Personal information
- Full name: Brian Charles Waltrip
- Date of birth: January 12, 1978 (age 47)
- Place of birth: Pensacola, United States
- Height: 1.86 m (6 ft 1 in)
- Position(s): Forward

Youth career
- Clearwater Chargers Soccer Club
- University of South Florida
- São Paulo FC
- VFB Stuttgart

Senior career*
- Years: Team / Apps / (Gls)
- 1999–2000: Racing Club de Strasbourg
- 2000–2001: Tampere United
- 2001–2004: C.F. Os Belenenses
- C.D. Olivais e Moscavide
- 2004–2005: Mandalskameratene
- 2005–2006: Sandefjord
- 2007: Sogndal
- 2008–2010: Molde
- 2010–2012: A.S. Laranja

International career
- United States U20
- United States U23

= Brian Waltrip =

American soccer player (born 1978)

Brian Waltrip (born January 12, 1978) is an American former soccer player, who has played professionally in the United States, Finland, Portugal, Norway and Japan.

==Career==
Waltrip was born in Pensacola, Florida. During his youth he played for both São Paulo FC of Brazil and VFB Stuttgart of Germany. He then went on to play college soccer at the University of South Florida and was a Hermann Trophy candidate in 1999. In 1999, he left university for an offer to play in France for Racing Club de Strasbourg. He was selected in the 2000 MLS Superdraft by the Tampa Bay Mutiny. He opted out of this contract and chose instead to play for Tampere United of the Veikkausliiga in Finland. Only half a season later he signed with C.D. Olivais e Moscavide and thereafter C.F. Os Belenenses of the Portuguese top league.

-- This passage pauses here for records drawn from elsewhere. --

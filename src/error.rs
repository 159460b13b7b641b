//! Error types shared across the client.

use std::sync::Arc;
use std::time::Duration;

use thiserror::Error;

use crate::net::EndpointError;
use crate::protocol::{ErrorCode, ProtocolError};

/// Which deadline expired.
#[derive(Debug, Clone, Copy, PartialEq, Eq)]
pub enum Deadline {
    /// Opening the TCP/TLS transport.
    Connect,
    /// Waiting for the peer's SETTINGS after the preface.
    Handshake,
    /// Waiting for a heartbeat PING acknowledgement.
    Heartbeat,
    /// Waiting for a caller-issued PING acknowledgement.
    Ping,
    /// Waiting for a request group to finish.
    Group,
}

impl std::fmt::Display for Deadline {
    fn fmt(&self, f: &mut std::fmt::Formatter<'_>) -> std::fmt::Result {
        let name = match self {
            Deadline::Connect => "connect",
            Deadline::Handshake => "handshake",
            Deadline::Heartbeat => "heartbeat",
            Deadline::Ping => "ping",
            Deadline::Group => "group",
        };
        f.write_str(name)
    }
}

/// Problems with a single submission. These are raised synchronously to
/// the submitter and never retried.
#[derive(Debug, Clone, Error, PartialEq, Eq)]
pub enum SubmissionError {
    #[error("request has no correlation id")]
    MissingCorrelationId,

    #[error("request has no response delegate")]
    MissingDelegate,

    #[error("request group has already been flushed")]
    GroupFinalized,

    #[error("invalid notification: {0}")]
    InvalidNotification(String),
}

/// Errors produced by connections, groups and the client.
#[derive(Debug, Error)]
pub enum Error {
    /// DNS, TCP or TLS failure while opening the transport.
    #[error("Connect failed: {0}")]
    Connect(#[source] std::io::Error),

    /// The connect retry budget ran out.
    #[error("Connect failed after {attempts} attempts: {last}")]
    RetriesExhausted { attempts: u32, last: Box<Error> },

    #[error("Timed out after {after:?} waiting for {deadline}")]
    TimedOut { deadline: Deadline, after: Duration },

    #[error("Protocol error: {0}")]
    Protocol(#[from] ProtocolError),

    /// The peer closed the transport.
    #[error("Connection closed by peer")]
    ConnectionClosed,

    #[error("Peer sent GOAWAY ({code}, last stream {last_stream_id})")]
    GoAway { code: ErrorCode, last_stream_id: u32 },

    #[error("IO error: {0}")]
    Io(#[from] std::io::Error),

    #[error("Connection is not connected")]
    NotConnected,

    #[error("Submission rejected: {0}")]
    Submission(#[from] SubmissionError),

    /// A connection failure was propagated to a waiting group.
    #[error("Request group aborted: {0}")]
    GroupWait(Arc<Error>),

    /// The background task owning a connection or group has stopped.
    #[error("Worker stopped")]
    WorkerStopped,

    #[error("TLS configuration error: {0}")]
    Tls(String),

    #[error("Invalid endpoint: {0}")]
    Endpoint(#[from] EndpointError),
}

/// Convenience alias used throughout the crate.
pub type Result<T> = std::result::Result<T, Error>;

impl Error {
    /// Whether a fresh connect sequence may recover from this error.
    pub fn is_retryable(&self) -> bool {
        match self {
            Error::Connect(_)
            | Error::ConnectionClosed
            | Error::GoAway { .. }
            | Error::Io(_) => true,
            Error::TimedOut { deadline, .. } => matches!(
                deadline,
                Deadline::Connect | Deadline::Handshake | Deadline::Heartbeat
            ),
            Error::RetriesExhausted { .. }
            | Error::Protocol(_)
            | Error::NotConnected
            | Error::Submission(_)
            | Error::GroupWait(_)
            | Error::WorkerStopped
            | Error::Tls(_)
            | Error::Endpoint(_) => false,
        }
    }
}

Leaving Portugal, Waltrip went back up north to play with Mandalskameratene in Norway. After one and a half successful seasons there his contract was bought by Sandefjord. He was there for another year and a half until January 2007 when he was bought by Sogndal. After another successful season he was bought by Molde FK. In 2010, he left Norway for Japan and spent the next 2 seasons with A.S. Laranja (Kansai League) in Kyoto, Japan.